Dataset entries

++++++

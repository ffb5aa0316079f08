//! CLI-specific configuration for terminal UI.
use std::env;
use std::time::Duration;

/// CLI terminal UI configuration.
///
/// This contains settings specific to the terminal interface, separate from
/// the game configuration loaded with the content.
#[derive(Clone, Debug)]
pub struct CliConfig {
    /// Log sub-directory name. Generated from the clock when unset.
    pub session_id: Option<String>,
    /// Period of the frame loop.
    pub frame_interval: Duration,
    /// How long an arrow key counts as held after its last press or repeat.
    pub key_hold: Duration,
    pub ui: UiConfig,
}

impl CliConfig {
    pub const DEFAULT_FRAME_INTERVAL_MS: u64 = 16;
    pub const DEFAULT_KEY_HOLD_MS: u64 = 120;

    /// Construct CLI configuration from environment variables.
    ///
    /// Environment variables:
    /// - `ADVENTURE_SESSION_ID` - Log session name (default: `session_<unix time>`)
    /// - `CLI_FRAME_INTERVAL_MS` - Frame period in milliseconds (default: 16)
    /// - `CLI_KEY_HOLD_MS` - Arrow key hold decay in milliseconds (default: 120)
    pub fn from_env() -> Self {
        let mut config = Self::default();

        config.session_id = env::var("ADVENTURE_SESSION_ID")
            .ok()
            .filter(|id| !id.is_empty());

        if let Some(ms) = read_env::<u64>("CLI_FRAME_INTERVAL_MS") {
            config.frame_interval = Duration::from_millis(ms.max(1));
        }
        if let Some(ms) = read_env::<u64>("CLI_KEY_HOLD_MS") {
            config.key_hold = Duration::from_millis(ms);
        }

        config
    }
}

impl Default for CliConfig {
    fn default() -> Self {
        Self {
            session_id: None,
            frame_interval: Duration::from_millis(Self::DEFAULT_FRAME_INTERVAL_MS),
            key_hold: Duration::from_millis(Self::DEFAULT_KEY_HOLD_MS),
            ui: UiConfig::default(),
        }
    }
}

/// UI layout and display configuration.
#[derive(Clone, Debug)]
pub struct UiConfig {
    /// Height of the status bar in lines. Hidden in fullscreen mode.
    pub status_bar_height: u16,
    pub title: String,
}

impl Default for UiConfig {
    fn default() -> Self {
        Self {
            status_bar_height: 1,
            title: " Sweetfield ".to_string(),
        }
    }
}

fn read_env<T>(key: &str) -> Option<T>
where
    T: std::str::FromStr,
{
    env::var(key).ok()?.parse().ok()
}
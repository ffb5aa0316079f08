//! Event handling for the CLI client.
//!
//! The loop samples terminal input, advances the adventure one frame and
//! renders, once per tick.

mod handlers;
mod r#loop;

pub use r#loop::EventLoop;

++++++

**TASK DESCRIPTION**
When you find a line in the records that contains the word "UiConfig", copy it.

**SOLUTION BELOW**
    pub ui: UiConfig,
            ui: UiConfig::default(),
pub struct UiConfig {
impl Default for UiConfig {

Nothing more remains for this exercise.